“Talented people everywhere have difficulty, and perhaps take longer than ordinary people to find their way in the world.”

These words are from Ved Mehta, in an article that appeared in The New Yorker in 1993.

In the article Mehta reminisces about a time when he studied at Oxford. He writes, “in the late fifties, when I was an undergraduate at Balliol College, Oxford, most of my friends and I felt that we were living through our happiest years.”

Mehta writes with subtlety and affection about some of his friends from that time, and what became of them:

  • Roger Scott “left Oxford after a year”; “hardly anyone saw Roger after his departure”. He faded from view, and in 1970 published a novel, Downfall;
  • Robert Ogilvie committed suicide, by gunshot;
  • Alasdair Clayre took his life “by jumping under an oncoming train” in an Underground station around 11 at night;
  • Richard Snedden killed his father with two blows to the head, delivered by axe; committed to a mental hospital after having been acquitted by reason of insanity, he died a few years later.

It’s not surprising that Mehta’s article is titled “Casualties of Oxford”.

Mehta takes pains to sketch attentive portraits, both individual and collective, of these men.

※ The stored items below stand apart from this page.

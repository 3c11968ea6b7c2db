/// Case commenter: stages an additional note on an existing case
///
/// Captures the case's state and assignment as read at construction time.
/// When the resolve decision is declined, `save` writes those captured
/// values back explicitly, so a concurrent mutation between the read and
/// the write cannot leak through this operation.
use crate::cases::{parse_case, Case, CaseNote, CaseState, LinkagePermit, StagedNote};
use crate::error::{CaseError, CaseResult, ValidationError};
use crate::notify::Notifier;
use chrono::Utc;
use sqlx::{Sqlite, SqlitePool, Transaction};

pub struct CaseCommenter {
    case: Case,
    previous_state: CaseState,
    previous_assigned: Option<i64>,
    note: StagedNote,
    resolve_case: bool,
    saved: Option<(Case, CaseNote)>,
}

impl CaseCommenter {
    /// Load the case and stage a note authored by `author`
    pub async fn for_case(db: &SqlitePool, case_id: i64, author: i64) -> CaseResult<Self> {
        let row = sqlx::query(
            r#"
            SELECT case_id, content_kind, content_id, content_title, case_state,
                   assigned_user_id, auto_reported, opened_by, opened_at, last_modified_at
            FROM cases
            WHERE case_id = ?
            "#,
        )
        .bind(case_id)
        .fetch_optional(db)
        .await?;

        let case = row
            .map(parse_case)
            .transpose()?
            .ok_or_else(|| CaseError::NotFound(format!("Case {} not found", case_id)))?;

        let previous_state = case.case_state;
        let previous_assigned = case.assigned_user_id;
        let note = StagedNote::new(author, Utc::now());

        Ok(Self {
            case,
            previous_state,
            previous_assigned,
            note,
            resolve_case: false,
            saved: None,
        })
    }

    pub fn case(&self) -> &Case {
        &self.case
    }

    /// State the case held when this commenter read it
    pub fn previous_state(&self) -> CaseState {
        self.previous_state
    }

    pub fn comment(&self) -> &StagedNote {
        &self.note
    }

    pub fn comment_mut(&mut self) -> &mut StagedNote {
        &mut self.note
    }

    /// Whether `save` moves the case to resolved or restores its
    /// pre-operation state
    pub fn set_resolve(&mut self, resolve: bool) {
        self.resolve_case = resolve;
    }

    /// Case and note saved by this commenter, once `save` has run
    pub fn saved(&self) -> Option<&(Case, CaseNote)> {
        self.saved.as_ref()
    }

    /// Collect validation failures without stopping at the first
    pub fn validate(&self, errors: &mut Vec<ValidationError>, permit: Option<&LinkagePermit>) {
        self.note.validate(errors, permit);
    }

    /// Persist the staged note and the case-state decision
    pub async fn save(
        &mut self,
        tx: &mut Transaction<'_, Sqlite>,
        permit: Option<&LinkagePermit>,
    ) -> CaseResult<(Case, CaseNote)> {
        if self.saved.is_some() {
            return Err(CaseError::Internal("note already saved".to_string()));
        }

        let note = self.note.insert(self.case.case_id, &mut **tx, permit).await?;

        if self.resolve_case {
            let now = Utc::now();
            self.case.case_state = CaseState::Resolved;
            self.case.last_modified_at = now;

            sqlx::query(
                r#"
                UPDATE cases
                SET case_state = ?, last_modified_at = ?
                WHERE case_id = ?
                "#,
            )
            .bind(self.case.case_state.as_str())
            .bind(now)
            .bind(self.case.case_id)
            .execute(&mut **tx)
            .await?;
        } else {
            // Write the captured values back even though nothing in this
            // operation changed them.
            self.case.case_state = self.previous_state;
            self.case.assigned_user_id = self.previous_assigned;

            sqlx::query(
                r#"
                UPDATE cases
                SET case_state = ?, assigned_user_id = ?
                WHERE case_id = ?
                "#,
            )
            .bind(self.case.case_state.as_str())
            .bind(self.case.assigned_user_id)
            .bind(self.case.case_id)
            .execute(&mut **tx)
            .await?;
        }

        self.saved = Some((self.case.clone(), note.clone()));
        Ok((self.case.clone(), note))
    }

    /// Notify watchers about the new note; call only after a committed save
    pub async fn send_notifications(&self, notifier: &dyn Notifier) -> CaseResult<()> {
        let Some((case, note)) = &self.saved else {
            return Err(CaseError::Internal(
                "cannot send notifications before save".to_string(),
            ));
        };

        notifier.case_commented(case, note).await
    }
}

From their past, no one could have divined their future. To the contrary, they were all the best and the brightest, prizewinners all, the product of “natural selection”. No one would have been surprised had any of them entered public service and become prime minister, or established academic careers, or thrived in business or at nearly any other endeavor.

Mehta writes with affection, among friends. He’s not jealous; he’s not trying to bring down these men. They were his friends. Mehta adds some biographic details that show that the friendships were not completely equal, and how Mehta was in many respects an outsider looking in, or up.

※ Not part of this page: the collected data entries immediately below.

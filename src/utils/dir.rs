use std::{env, io, path::PathBuf};

use anyhow::{anyhow, Result};

/// Resolves the directory quicknotes keeps its state in and makes sure it exists.
pub fn create_application_default_path() -> Result<PathBuf> {
    let path = {
        #[cfg(windows)]
        {
            let mut path = env::var("APPDATA")
                .map(PathBuf::from)
                .map_err(|_| anyhow!("APPDATA should be present on Windows"))?;
            path.push("quicknotes");
            path
        }
        #[cfg(not(windows))]
        {
            let mut path = env::var("XDG_STATE_HOME")
                .map(PathBuf::from)
                .or_else(|_| {
                    env::var("HOME").map(|home| {
                        let mut path = PathBuf::from(home);
                        path.push(".local/state");
                        path
                    })
                })
                .map_err(|_| anyhow!("Couldn't find neither XDG_STATE_HOME nor HOME"))?;
            path.push("quicknotes");
            path
        }
    };

    create_dir(path)
}

pub fn create_dir(path: PathBuf) -> Result<PathBuf> {
    match std::fs::create_dir_all(&path) {
        Ok(_) => Ok(path),
        Err(v) if v.kind() == io::ErrorKind::AlreadyExists => Ok(path),
        Err(v) => Err(v.into()),
    }
}
use anyhow::Result;
use chrono::{DateTime, Utc};
use tracing::{debug, instrument};

use crate::app::{
    categories::CategoryRegistry,
    notes::NoteStore,
    state::{AppState, Dirty, Section},
    timer::{CategoryTotals, TimerEngine, TimerSnapshot},
};

use super::{keys::StorageKey, kv_store::KeyValueStore};

/// Bridges [AppState] and a [KeyValueStore]. Loading never fails on malformed values, only on
/// the store itself failing.
pub struct Repository<S: KeyValueStore> {
    store: S,
}

impl<S: KeyValueStore> Repository<S> {
    pub fn new(store: S) -> Self {
        Self { store }
    }

    fn get(&self, key: StorageKey) -> Result<Option<String>> {
        self.store.get(&key.name())
    }

    fn set(&self, key: StorageKey, value: &str) -> Result<()> {
        self.store.set(&key.name(), value)
    }

    #[instrument(skip(self))]
    pub fn load(&self, now: DateTime<Utc>) -> Result<AppState> {
        let categories = CategoryRegistry::load(self.get(StorageKey::Config)?.as_deref());
        let notes = NoteStore::load(self.get(StorageKey::Notes)?.as_deref());
        let timer = TimerEngine::restore(
            TimerSnapshot::load(self.get(StorageKey::TimerSnapshot)?.as_deref()),
            CategoryTotals::load(self.get(StorageKey::CategoryTotals)?.as_deref()),
            self.get(StorageKey::ActiveCategory)?,
            now,
        );
        let selected = self.get(StorageKey::SelectedCategory)?;
        let draft = self.get(StorageKey::Draft)?;

        debug!(
            "Loaded {} notes and {} categories",
            notes.len(),
            categories.len()
        );
        Ok(AppState::new(categories, notes, timer, selected, draft))
    }

    /// Writes every section marked in `dirty`.
    pub fn persist(&self, state: &AppState, dirty: &Dirty, now: DateTime<Utc>) -> Result<()> {
        for section in dirty.iter() {
            self.persist_section(state, section, now)?;
        }
        Ok(())
    }

    fn persist_section(&self, state: &AppState, section: Section, now: DateTime<Utc>) -> Result<()> {
        debug!("Persisting {section:?}");
        match section {
            Section::Notes => self.set(
                StorageKey::Notes,
                &serde_json::to_string(state.notes.notes())?,
            ),
            Section::Draft if state.draft.is_empty() => {
                self.store.remove(&StorageKey::Draft.name())
            }
            Section::Draft => self.set(StorageKey::Draft, &state.draft),
            Section::SelectedCategory => {
                self.set(StorageKey::SelectedCategory, &state.current_category)
            }
            Section::Config => self.set(
                StorageKey::Config,
                &serde_json::to_string(&state.categories.save())?,
            ),
            Section::Totals => {
                self.set(
                    StorageKey::CategoryTotals,
                    &serde_json::to_string(&state.timer.totals().save())?,
                )?;
                self.set(
                    StorageKey::ActiveCategory,
                    state.timer.active_category().unwrap_or_default(),
                )
            }
            Section::TimerSnapshot => self.set(
                StorageKey::TimerSnapshot,
                &serde_json::to_string(&state.timer.snapshot(now))?,
            ),
        }
    }

    /// Teardown write: total elapsed including the running segment, and whether it was running.
    pub fn save_timer_snapshot(&self, state: &AppState, now: DateTime<Utc>) -> Result<()> {
        self.persist_section(state, Section::TimerSnapshot, now)
    }
}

Mehta was born in what was then a British colony: India. Before coming to Oxford, he’d studied at Pomona College, in California. Compared to the golden boys of Winchester (a leading public school), Mehta was doubly an outsider.

Observant as he is, Mehta also was very much in the dark. When a child, Mehta contracted meningitis. The disease left him blind, and he received basically no formal schooling until, at age 15, he emigrated to the United States and went to the Arkansas School for the Blind.

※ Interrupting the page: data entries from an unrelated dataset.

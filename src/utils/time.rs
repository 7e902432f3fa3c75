use chrono::{DateTime, Duration, NaiveTime, TimeZone, Utc};

/// Formats elapsed time the way the timer shows it: zero padded `HH:MM:SS`. Hours are not capped
/// at 24 and negative values are shown as zero.
pub fn format_hms(duration: Duration) -> String {
    let total_seconds = duration.num_seconds().max(0);
    format!(
        "{:02}:{:02}:{:02}",
        total_seconds / 3600,
        (total_seconds % 3600) / 60,
        total_seconds % 60
    )
}

/// This is the standard way of naming an export file in quicknotes.
pub fn export_file_name(moment: DateTime<Utc>) -> String {
    format!("quicknotes-{}.json", moment.format("%Y-%m-%dT%H:%M:%S"))
}

/// Returns start of the next day.
pub fn next_day_start<Tz: TimeZone>(date: DateTime<Tz>) -> Option<DateTime<Tz>> {
    (date + Duration::days(1)).with_time(NaiveTime::MIN).single()
}

#[cfg(test)]
mod tests {
    use chrono::{Duration, TimeZone, Utc};

    use super::{export_file_name, format_hms};

    #[test]
    fn format_hms_pads_and_does_not_wrap_hours() {
        assert_eq!(format_hms(Duration::zero()), "00:00:00");
        assert_eq!(format_hms(Duration::milliseconds(1999)), "00:00:01");
        assert_eq!(format_hms(Duration::seconds(3 * 3600 + 2 * 60 + 5)), "03:02:05");
        assert_eq!(format_hms(Duration::hours(123)), "123:00:00");
        assert_eq!(format_hms(Duration::seconds(-5)), "00:00:00");
    }

    #[test]
    fn export_name_has_no_millis_or_zone() {
        let moment = Utc.with_ymd_and_hms(2025, 3, 16, 9, 5, 1).unwrap()
            + Duration::milliseconds(250);
        assert_eq!(export_file_name(moment), "quicknotes-2025-03-16T09:05:01.json");
    }
}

For this reader, Mehta is descriptive, not prescriptive. I couldn’t find an answer to the question: what went wrong? Did the world change? Were all the prizes won something else than “natural selection”? For these men, was life after “our happiest years” of necessity a disappointment?

Five years after The New Yorker ran Mehta’s article, the McKinsey Quarterly (by the eponymous management consulting firm) published a much-discussed piece, “The War for Talent“, the central tenet of which was that “better talent is worth fighting for”. In hindsight, this language seems stridently martial and bellicose. I prefer Mehta’s subtle and possibly cautionary account.